Stored items:

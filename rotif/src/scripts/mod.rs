//! Wrappers around the seven atomic Lua scripts from spec.md §4.2. Each
//! script is loaded once via `redis::Script::new(include_str!(...))`,
//! mirroring the teacher's `update_last_message_id` in
//! `message_consumer.rs`; `redis::Script` already retries `EVALSHA` misses
//! with a full `EVAL`, so none of the wrapper methods handle `NOSCRIPT`
//! themselves.

use redis::{RedisResult, Script};

use rotif_helpers::redis::ConnectionWrapper;

/// Delivery type passed to `publish-message`, matching spec.md §4.2.
#[derive(Debug, Clone, Copy, PartialEq, Eq)]
pub enum DeliveryType {
    Normal,
    Delayed,
}

impl DeliveryType {
    fn as_str(self) -> &'static str {
        match self {
            DeliveryType::Normal => "normal",
            DeliveryType::Delayed => "delayed",
        }
    }
}

/// The outcome of invoking `publish-message`.
#[derive(Debug, Clone, PartialEq, Eq)]
pub enum PublishScriptResult {
    Id(String),
    Scheduled(String),
    Duplicate,
}

/// Arguments for a single `publish-message` invocation.
pub struct PublishMessageArgs<'a> {
    pub stream: &'a str,
    pub scheduled_set: &'a str,
    pub payload: &'a str,
    pub timestamp_ms: u64,
    pub channel: &'a str,
    pub attempt: u32,
    pub delivery_type: DeliveryType,
    pub delay_timestamp_ms: u64,
    pub max_stream_length: Option<u64>,
    pub min_stream_id: Option<&'a str>,
    pub dedup_key: Option<&'a str>,
    pub dedup_ttl_ms: u64,
    pub nonce: &'a str,
    pub exactly_once: bool,
    pub pattern: &'a str,
}

/// Arguments for a single `retry-message` invocation.
pub struct RetryMessageArgs<'a> {
    pub retry_stream: &'a str,
    pub scheduled_set: &'a str,
    pub group: &'a str,
    pub id: &'a str,
    pub channel: &'a str,
    pub payload: &'a str,
    pub timestamp_ms: u64,
    pub next_attempt: u32,
    pub due_at_ms: u64,
    pub nonce: &'a str,
    pub exactly_once: bool,
    pub dedup_ttl_ms: u64,
    pub main_stream: &'a str,
    pub pattern: &'a str,
}

/// Arguments for a single `move-to-dlq` invocation.
pub struct MoveToDlqArgs<'a> {
    pub stream: &'a str,
    pub dlq_stream: &'a str,
    pub group: &'a str,
    pub id: &'a str,
    pub channel: &'a str,
    pub payload: &'a str,
    pub error: &'a str,
    pub timestamp_ms: u64,
    pub attempt: u32,
}

/// Holds a compiled `redis::Script` for each of the seven atomic routines.
pub struct ScriptRunner {
    publish_message: Script,
    move_scheduled_messages: Script,
    ack_message: Script,
    retry_message: Script,
    move_to_dlq: Script,
    requeue_from_dlq: Script,
    safe_unsubscribe: Script,
}

impl Default for ScriptRunner {
    fn default() -> Self {
        Self::new()
    }
}

impl ScriptRunner {
    pub fn new() -> Self {
        Self {
            publish_message: Script::new(include_str!("../../lua-scripts/publish_message.lua")),
            move_scheduled_messages: Script::new(include_str!(
                "../../lua-scripts/move_scheduled_messages.lua"
            )),
            ack_message: Script::new(include_str!("../../lua-scripts/ack_message.lua")),
            retry_message: Script::new(include_str!("../../lua-scripts/retry_message.lua")),
            move_to_dlq: Script::new(include_str!("../../lua-scripts/move_to_dlq.lua")),
            requeue_from_dlq: Script::new(include_str!("../../lua-scripts/requeue_from_dlq.lua")),
            safe_unsubscribe: Script::new(include_str!("../../lua-scripts/safe_unsubscribe.lua")),
        }
    }

    pub async fn publish_message(
        &self,
        conn: &mut ConnectionWrapper,
        args: PublishMessageArgs<'_>,
    ) -> RedisResult<PublishScriptResult> {
        let result: String = conn
            .eval_script(
                &self.publish_message,
                &[args.stream, args.scheduled_set],
                &[
                    args.payload.to_string(),
                    args.timestamp_ms.to_string(),
                    args.channel.to_string(),
                    args.attempt.to_string(),
                    args.delivery_type.as_str().to_string(),
                    args.delay_timestamp_ms.to_string(),
                    args.max_stream_length.unwrap_or(0).to_string(),
                    args.min_stream_id.unwrap_or("").to_string(),
                    args.dedup_key.unwrap_or("").to_string(),
                    args.dedup_ttl_ms.to_string(),
                    args.nonce.to_string(),
                    if args.exactly_once { "1" } else { "0" }.to_string(),
                    args.pattern.to_string(),
                ],
            )
            .await?;

        Ok(if result == "DUPLICATE" {
            PublishScriptResult::Duplicate
        } else if let Some(nonce) = result.strip_prefix("SCHEDULED:") {
            PublishScriptResult::Scheduled(nonce.to_string())
        } else {
            PublishScriptResult::Id(result)
        })
    }

    pub async fn move_scheduled_messages(
        &self,
        conn: &mut ConnectionWrapper,
        scheduled_set: &str,
        now_ms: u64,
        batch_size: isize,
    ) -> RedisResult<i64> {
        conn.eval_script(
            &self.move_scheduled_messages,
            &[scheduled_set],
            &[now_ms.to_string(), batch_size.to_string()],
        )
        .await
    }

    pub async fn ack_message(
        &self,
        conn: &mut ConnectionWrapper,
        stream: &str,
        group: &str,
        id: &str,
        delete: bool,
    ) -> RedisResult<i64> {
        conn.eval_script(
            &self.ack_message,
            &[stream],
            &[
                group.to_string(),
                id.to_string(),
                if delete { "1" } else { "0" }.to_string(),
            ],
        )
        .await
    }

    pub async fn retry_message(
        &self,
        conn: &mut ConnectionWrapper,
        args: RetryMessageArgs<'_>,
    ) -> RedisResult<String> {
        conn.eval_script(
            &self.retry_message,
            &[args.retry_stream, args.scheduled_set],
            &[
                args.group.to_string(),
                args.id.to_string(),
                args.channel.to_string(),
                args.payload.to_string(),
                args.timestamp_ms.to_string(),
                args.next_attempt.to_string(),
                args.due_at_ms.to_string(),
                args.nonce.to_string(),
                if args.exactly_once { "1" } else { "0" }.to_string(),
                args.dedup_ttl_ms.to_string(),
                args.main_stream.to_string(),
                args.pattern.to_string(),
            ],
        )
        .await
    }

    pub async fn move_to_dlq(
        &self,
        conn: &mut ConnectionWrapper,
        args: MoveToDlqArgs<'_>,
    ) -> RedisResult<String> {
        conn.eval_script(
            &self.move_to_dlq,
            &[args.stream, args.dlq_stream],
            &[
                args.group.to_string(),
                args.id.to_string(),
                args.channel.to_string(),
                args.payload.to_string(),
                args.error.to_string(),
                args.timestamp_ms.to_string(),
                args.attempt.to_string(),
            ],
        )
        .await
    }

    pub async fn requeue_from_dlq(
        &self,
        conn: &mut ConnectionWrapper,
        dlq_stream: &str,
        count: usize,
    ) -> RedisResult<i64> {
        conn.eval_script(&self.requeue_from_dlq, &[dlq_stream], &[count.to_string()])
            .await
    }

    pub async fn safe_unsubscribe(
        &self,
        conn: &mut ConnectionWrapper,
        patterns_key: &str,
        pattern: &str,
    ) -> RedisResult<f64> {
        let raw: String = conn
            .eval_script(&self.safe_unsubscribe, &[patterns_key], &[pattern.to_string()])
            .await?;
        Ok(raw.parse().unwrap_or(0.0))
    }
}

### HOW TO COMPLETE THIS TASK
Exactly as shown, repeat every record.

### RESPONSE TO THE EXERCISE
filename rotif/src/scripts/mod.rs
//! Wrappers around the seven atomic Lua scripts from spec.md §4.2. Each
//! script is loaded once via `redis::Script::new(include_str!(...))`,
//! mirroring the teacher's `update_last_message_id` in
//! `message_consumer.rs`; `redis::Script` already retries `EVALSHA` misses
//! with a full `EVAL`, so none of the wrapper methods handle `NOSCRIPT`
//! themselves.

use redis::{RedisResult, Script};

use rotif_helpers::redis::ConnectionWrapper;

/// Delivery type passed to `publish-message`, matching spec.md §4.2.
#[derive(Debug, Clone, Copy, PartialEq, Eq)]
pub enum DeliveryType {
    Normal,
    Delayed,
}

impl DeliveryType {
    fn as_str(self) -> &'static str {
        match self {
            DeliveryType::Normal => "normal",
            DeliveryType::Delayed => "delayed",
        }
    }
}

/// The outcome of invoking `publish-message`.
#[derive(Debug, Clone, PartialEq, Eq)]
pub enum PublishScriptResult {
    Id(String),
    Scheduled(String),
    Duplicate,
}

/// Arguments for a single `publish-message` invocation.
pub struct PublishMessageArgs<'a> {
    pub stream: &'a str,
    pub scheduled_set: &'a str,
    pub payload: &'a str,
    pub timestamp_ms: u64,
    pub channel: &'a str,
    pub attempt: u32,
    pub delivery_type: DeliveryType,
    pub delay_timestamp_ms: u64,
    pub max_stream_length: Option<u64>,
    pub min_stream_id: Option<&'a str>,
    pub dedup_key: Option<&'a str>,
    pub dedup_ttl_ms: u64,
    pub nonce: &'a str,
    pub exactly_once: bool,
    pub pattern: &'a str,
}

/// Arguments for a single `retry-message` invocation.
pub struct RetryMessageArgs<'a> {
    pub retry_stream: &'a str,
    pub scheduled_set: &'a str,
    pub group: &'a str,
    pub id: &'a str,
    pub channel: &'a str,
    pub payload: &'a str,
    pub timestamp_ms: u64,
    pub next_attempt: u32,
    pub due_at_ms: u64,
    pub nonce: &'a str,
    pub exactly_once: bool,
    pub dedup_ttl_ms: u64,
    pub main_stream: &'a str,
    pub pattern: &'a str,
}

/// Arguments for a single `move-to-dlq` invocation.
pub struct MoveToDlqArgs<'a> {
    pub stream: &'a str,
    pub dlq_stream: &'a str,
    pub group: &'a str,
    pub id: &'a str,
    pub channel: &'a str,
    pub payload: &'a str,
    pub error: &'a str,
    pub timestamp_ms: u64,
    pub attempt: u32,
}

/// Holds a compiled `redis::Script` for each of the seven atomic routines.
pub struct ScriptRunner {
    publish_message: Script,
    move_scheduled_messages: Script,
    ack_message: Script,
    retry_message: Script,
    move_to_dlq: Script,
    requeue_from_dlq: Script,
    safe_unsubscribe: Script,
}

impl Default for ScriptRunner {
    fn default() -> Self {
        Self::new()
    }
}

impl ScriptRunner {
    pub fn new() -> Self {
        Self {
            publish_message: Script::new(include_str!("../../lua-scripts/publish_message.lua")),
            move_scheduled_messages: Script::new(include_str!(
                "../../lua-scripts/move_scheduled_messages.lua"
            )),
            ack_message: Script::new(include_str!("../../lua-scripts/ack_message.lua")),
            retry_message: Script::new(include_str!("../../lua-scripts/retry_message.lua")),
            move_to_dlq: Script::new(include_str!("../../lua-scripts/move_to_dlq.lua")),
            requeue_from_dlq: Script::new(include_str!("../../lua-scripts/requeue_from_dlq.lua")),
            safe_unsubscribe: Script::new(include_str!("../../lua-scripts/safe_unsubscribe.lua")),
        }
    }

    pub async fn publish_message(
        &self,
        conn: &mut ConnectionWrapper,
        args: PublishMessageArgs<'_>,
    ) -> RedisResult<PublishScriptResult> {
        let result: String = conn
            .eval_script(
                &self.publish_message,
                &[args.stream, args.scheduled_set],
                &[
                    args.payload.to_string(),
                    args.timestamp_ms.to_string(),
                    args.channel.to_string(),
                    args.attempt.to_string(),
                    args.delivery_type.as_str().to_string(),
                    args.delay_timestamp_ms.to_string(),
                    args.max_stream_length.unwrap_or(0).to_string(),
                    args.min_stream_id.unwrap_or("").to_string(),
                    args.dedup_key.unwrap_or("").to_string(),
                    args.dedup_ttl_ms.to_string(),
                    args.nonce.to_string(),
                    if args.exactly_once { "1" } else { "0" }.to_string(),
                    args.pattern.to_string(),
                ],
            )
            .await?;

        Ok(if result == "DUPLICATE" {
            PublishScriptResult::Duplicate
        } else if let Some(nonce) = result.strip_prefix("SCHEDULED:") {
            PublishScriptResult::Scheduled(nonce.to_string())
        } else {
            PublishScriptResult::Id(result)
        })
    }

    pub async fn move_scheduled_messages(
        &self,
        conn: &mut ConnectionWrapper,
        scheduled_set: &str,
        now_ms: u64,
        batch_size: isize,
    ) -> RedisResult<i64> {
        conn.eval_script(
            &self.move_scheduled_messages,
            &[scheduled_set],
            &[now_ms.to_string(), batch_size.to_string()],
        )
        .await
    }

    pub async fn ack_message(
        &self,
        conn: &mut ConnectionWrapper,
        stream: &str,
        group: &str,
        id: &str,
        delete: bool,
    ) -> RedisResult<i64> {
        conn.eval_script(
            &self.ack_message,
            &[stream],
            &[
                group.to_string(),
                id.to_string(),
                if delete { "1" } else { "0" }.to_string(),
            ],
        )
        .await
    }

    pub async fn retry_message(
        &self,
        conn: &mut ConnectionWrapper,
        args: RetryMessageArgs<'_>,
    ) -> RedisResult<String> {
        conn.eval_script(
            &self.retry_message,
            &[args.retry_stream, args.scheduled_set],
            &[
                args.group.to_string(),
                args.id.to_string(),
                args.channel.to_string(),
                args.payload.to_string(),
                args.timestamp_ms.to_string(),
                args.next_attempt.to_string(),
                args.due_at_ms.to_string(),
                args.nonce.to_string(),
                if args.exactly_once { "1" } else { "0" }.to_string(),
                args.dedup_ttl_ms.to_string(),
                args.main_stream.to_string(),
                args.pattern.to_string(),
            ],
        )
        .await
    }

    pub async fn move_to_dlq(
        &self,
        conn: &mut ConnectionWrapper,
        args: MoveToDlqArgs<'_>,
    ) -> RedisResult<String> {
        conn.eval_script(
            &self.move_to_dlq,
            &[args.stream, args.dlq_stream],
            &[
                args.group.to_string(),
                args.id.to_string(),
                args.channel.to_string(),
                args.payload.to_string(),
                args.error.to_string(),
                args.timestamp_ms.to_string(),
                args.attempt.to_string(),
            ],
        )
        .await
    }

    pub async fn requeue_from_dlq(
        &self,
        conn: &mut ConnectionWrapper,
        dlq_stream: &str,
        count: usize,
    ) -> RedisResult<i64> {
        conn.eval_script(&self.requeue_from_dlq, &[dlq_stream], &[count.to_string()])
            .await
    }

    pub async fn safe_unsubscribe(
        &self,
        conn: &mut ConnectionWrapper,
        patterns_key: &str,
        pattern: &str,
    ) -> RedisResult<f64> {
        let raw: String = conn
            .eval_script(&self.safe_unsubscribe, &[patterns_key], &[pattern.to_string()])
            .await?;
        Ok(raw.parse().unwrap_or(0.0))
    }
}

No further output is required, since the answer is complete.